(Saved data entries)
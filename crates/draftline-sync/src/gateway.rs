use std::collections::HashMap;
use std::sync::atomic::{AtomicBool, Ordering};
use std::sync::{Mutex, MutexGuard};

use draftline_core::{now_rfc3339, DraftSnapshot};
use draftline_store::StoreError;
use serde::{Deserialize, Serialize};
use thiserror::Error;
use tokio::sync::watch;

/// Remote tier failures. They surface as `SaveStatus::Error`, never as a
/// panic or an error returned to the form.
#[derive(Error, Debug)]
#[non_exhaustive]
pub enum GatewayError {
    #[error("remote draft request failed: {0}")]
    Transport(String),

    #[error("remote draft service rejected the request ({status}): {message}")]
    Rejected { status: u16, message: String },

    #[error("remote draft response unreadable: {0}")]
    Decode(String),

    #[error("remote draft store failed: {0}")]
    Store(#[from] StoreError),

    #[error("invalid remote draft endpoint: {0}")]
    Endpoint(String),
}

/// Acknowledgement returned by a successful remote save.
#[derive(Debug, Clone, PartialEq, Serialize, Deserialize)]
pub struct RemoteDraftReceipt {
    pub id: String,
    #[serde(default, skip_serializing_if = "Option::is_none")]
    pub saved_at: Option<String>,
}

/// A draft as held by the durable remote store.
#[derive(Debug, Clone, PartialEq, Serialize, Deserialize)]
pub struct RemoteDraftRecord {
    pub session_id: String,
    pub snapshot: DraftSnapshot,
    #[serde(default, skip_serializing_if = "Option::is_none")]
    pub saved_at: Option<String>,
}

/// Durable draft store addressed by session identifier.
#[async_trait::async_trait]
pub trait RemoteDraftGateway: Send + Sync {
    /// Upsert the draft for `session_id`.
    async fn save_draft(
        &self,
        session_id: &str,
        snapshot: &DraftSnapshot,
    ) -> Result<RemoteDraftReceipt, GatewayError>;

    /// Delete the draft for `session_id`. Deleting an absent draft succeeds.
    async fn delete_draft(&self, session_id: &str) -> Result<(), GatewayError>;

    /// Fetch the draft for `session_id`, used to hydrate a form before mount.
    async fn load_draft(&self, session_id: &str) -> Result<Option<DraftSnapshot>, GatewayError>;
}

fn lock<T>(m: &Mutex<T>) -> MutexGuard<'_, T> {
    m.lock().unwrap_or_else(|poisoned| poisoned.into_inner())
}

/// Records calls in memory (for testing and offline runs).
///
/// Saves are logged as soon as they are issued, before any hold or failure
/// applies, so tests can count concurrent attempts.
pub struct CollectGateway {
    saves: Mutex<Vec<(String, DraftSnapshot)>>,
    deletes: Mutex<Vec<String>>,
    stored: Mutex<HashMap<String, DraftSnapshot>>,
    fail_saves: AtomicBool,
    fail_deletes: AtomicBool,
    hold: watch::Sender<bool>,
}

impl Default for CollectGateway {
    fn default() -> Self {
        Self::new()
    }
}

impl CollectGateway {
    pub fn new() -> Self {
        Self {
            saves: Mutex::new(Vec::new()),
            deletes: Mutex::new(Vec::new()),
            stored: Mutex::new(HashMap::new()),
            fail_saves: AtomicBool::new(false),
            fail_deletes: AtomicBool::new(false),
            hold: watch::Sender::new(false),
        }
    }

    /// Saves issued so far, in order.
    pub fn saves(&self) -> Vec<(String, DraftSnapshot)> {
        lock(&self.saves).clone()
    }

    /// Deletes issued so far, in order.
    pub fn deletes(&self) -> Vec<String> {
        lock(&self.deletes).clone()
    }

    /// Draft currently held for `session_id`.
    pub fn stored(&self, session_id: &str) -> Option<DraftSnapshot> {
        lock(&self.stored).get(session_id).cloned()
    }

    pub fn set_fail_saves(&self, fail: bool) {
        self.fail_saves.store(fail, Ordering::SeqCst);
    }

    pub fn set_fail_deletes(&self, fail: bool) {
        self.fail_deletes.store(fail, Ordering::SeqCst);
    }

    /// While held, saves stay pending until [`CollectGateway::release`].
    pub fn hold(&self) {
        self.hold.send_replace(true);
    }

    pub fn release(&self) {
        self.hold.send_replace(false);
    }
}

#[async_trait::async_trait]
impl RemoteDraftGateway for CollectGateway {
    async fn save_draft(
        &self,
        session_id: &str,
        snapshot: &DraftSnapshot,
    ) -> Result<RemoteDraftReceipt, GatewayError> {
        lock(&self.saves).push((session_id.to_string(), snapshot.clone()));

        let mut held = self.hold.subscribe();
        if held.wait_for(|h| !*h).await.is_err() {
            return Err(GatewayError::Transport("gateway dropped".into()));
        }

        if self.fail_saves.load(Ordering::SeqCst) {
            return Err(GatewayError::Transport("connection refused".into()));
        }
        lock(&self.stored).insert(session_id.to_string(), snapshot.clone());
        Ok(RemoteDraftReceipt {
            id: session_id.to_string(),
            saved_at: Some(now_rfc3339()),
        })
    }

    async fn delete_draft(&self, session_id: &str) -> Result<(), GatewayError> {
        lock(&self.deletes).push(session_id.to_string());
        if self.fail_deletes.load(Ordering::SeqCst) {
            return Err(GatewayError::Rejected {
                status: 503,
                message: "service unavailable".into(),
            });
        }
        lock(&self.stored).remove(session_id);
        Ok(())
    }

    async fn load_draft(&self, session_id: &str) -> Result<Option<DraftSnapshot>, GatewayError> {
        Ok(self.stored(session_id))
    }
}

Exercise prompt: Exact copies of all the entries above are required.

Reply:
filename crates/draftline-sync/src/gateway.rs
use std::collections::HashMap;
use std::sync::atomic::{AtomicBool, Ordering};
use std::sync::{Mutex, MutexGuard};

use draftline_core::{now_rfc3339, DraftSnapshot};
use draftline_store::StoreError;
use serde::{Deserialize, Serialize};
use thiserror::Error;
use tokio::sync::watch;

/// Remote tier failures. They surface as `SaveStatus::Error`, never as a
/// panic or an error returned to the form.
#[derive(Error, Debug)]
#[non_exhaustive]
pub enum GatewayError {
    #[error("remote draft request failed: {0}")]
    Transport(String),

    #[error("remote draft service rejected the request ({status}): {message}")]
    Rejected { status: u16, message: String },

    #[error("remote draft response unreadable: {0}")]
    Decode(String),

    #[error("remote draft store failed: {0}")]
    Store(#[from] StoreError),

    #[error("invalid remote draft endpoint: {0}")]
    Endpoint(String),
}

/// Acknowledgement returned by a successful remote save.
#[derive(Debug, Clone, PartialEq, Serialize, Deserialize)]
pub struct RemoteDraftReceipt {
    pub id: String,
    #[serde(default, skip_serializing_if = "Option::is_none")]
    pub saved_at: Option<String>,
}

/// A draft as held by the durable remote store.
#[derive(Debug, Clone, PartialEq, Serialize, Deserialize)]
pub struct RemoteDraftRecord {
    pub session_id: String,
    pub snapshot: DraftSnapshot,
    #[serde(default, skip_serializing_if = "Option::is_none")]
    pub saved_at: Option<String>,
}

/// Durable draft store addressed by session identifier.
#[async_trait::async_trait]
pub trait RemoteDraftGateway: Send + Sync {
    /// Upsert the draft for `session_id`.
    async fn save_draft(
        &self,
        session_id: &str,
        snapshot: &DraftSnapshot,
    ) -> Result<RemoteDraftReceipt, GatewayError>;

    /// Delete the draft for `session_id`. Deleting an absent draft succeeds.
    async fn delete_draft(&self, session_id: &str) -> Result<(), GatewayError>;

    /// Fetch the draft for `session_id`, used to hydrate a form before mount.
    async fn load_draft(&self, session_id: &str) -> Result<Option<DraftSnapshot>, GatewayError>;
}

fn lock<T>(m: &Mutex<T>) -> MutexGuard<'_, T> {
    m.lock().unwrap_or_else(|poisoned| poisoned.into_inner())
}

/// Records calls in memory (for testing and offline runs).
///
/// Saves are logged as soon as they are issued, before any hold or failure
/// applies, so tests can count concurrent attempts.
pub struct CollectGateway {
    saves: Mutex<Vec<(String, DraftSnapshot)>>,
    deletes: Mutex<Vec<String>>,
    stored: Mutex<HashMap<String, DraftSnapshot>>,
    fail_saves: AtomicBool,
    fail_deletes: AtomicBool,
    hold: watch::Sender<bool>,
}

impl Default for CollectGateway {
    fn default() -> Self {
        Self::new()
    }
}

impl CollectGateway {
    pub fn new() -> Self {
        Self {
            saves: Mutex::new(Vec::new()),
            deletes: Mutex::new(Vec::new()),
            stored: Mutex::new(HashMap::new()),
            fail_saves: AtomicBool::new(false),
            fail_deletes: AtomicBool::new(false),
            hold: watch::Sender::new(false),
        }
    }

    /// Saves issued so far, in order.
    pub fn saves(&self) -> Vec<(String, DraftSnapshot)> {
        lock(&self.saves).clone()
    }

    /// Deletes issued so far, in order.
    pub fn deletes(&self) -> Vec<String> {
        lock(&self.deletes).clone()
    }

    /// Draft currently held for `session_id`.
    pub fn stored(&self, session_id: &str) -> Option<DraftSnapshot> {
        lock(&self.stored).get(session_id).cloned()
    }

    pub fn set_fail_saves(&self, fail: bool) {
        self.fail_saves.store(fail, Ordering::SeqCst);
    }

    pub fn set_fail_deletes(&self, fail: bool) {
        self.fail_deletes.store(fail, Ordering::SeqCst);
    }

    /// While held, saves stay pending until [`CollectGateway::release`].
    pub fn hold(&self) {
        self.hold.send_replace(true);
    }

    pub fn release(&self) {
        self.hold.send_replace(false);
    }
}

#[async_trait::async_trait]
impl RemoteDraftGateway for CollectGateway {
    async fn save_draft(
        &self,
        session_id: &str,
        snapshot: &DraftSnapshot,
    ) -> Result<RemoteDraftReceipt, GatewayError> {
        lock(&self.saves).push((session_id.to_string(), snapshot.clone()));

        let mut held = self.hold.subscribe();
        if held.wait_for(|h| !*h).await.is_err() {
            return Err(GatewayError::Transport("gateway dropped".into()));
        }

        if self.fail_saves.load(Ordering::SeqCst) {
            return Err(GatewayError::Transport("connection refused".into()));
        }
        lock(&self.stored).insert(session_id.to_string(), snapshot.clone());
        Ok(RemoteDraftReceipt {
            id: session_id.to_string(),
            saved_at: Some(now_rfc3339()),
        })
    }

    async fn delete_draft(&self, session_id: &str) -> Result<(), GatewayError> {
        lock(&self.deletes).push(session_id.to_string());
        if self.fail_deletes.load(Ordering::SeqCst) {
            return Err(GatewayError::Rejected {
                status: 503,
                message: "service unavailable".into(),
            });
        }
        lock(&self.stored).remove(session_id);
        Ok(())
    }

    async fn load_draft(&self, session_id: &str) -> Result<Option<DraftSnapshot>, GatewayError> {
        Ok(self.stored(session_id))
    }
}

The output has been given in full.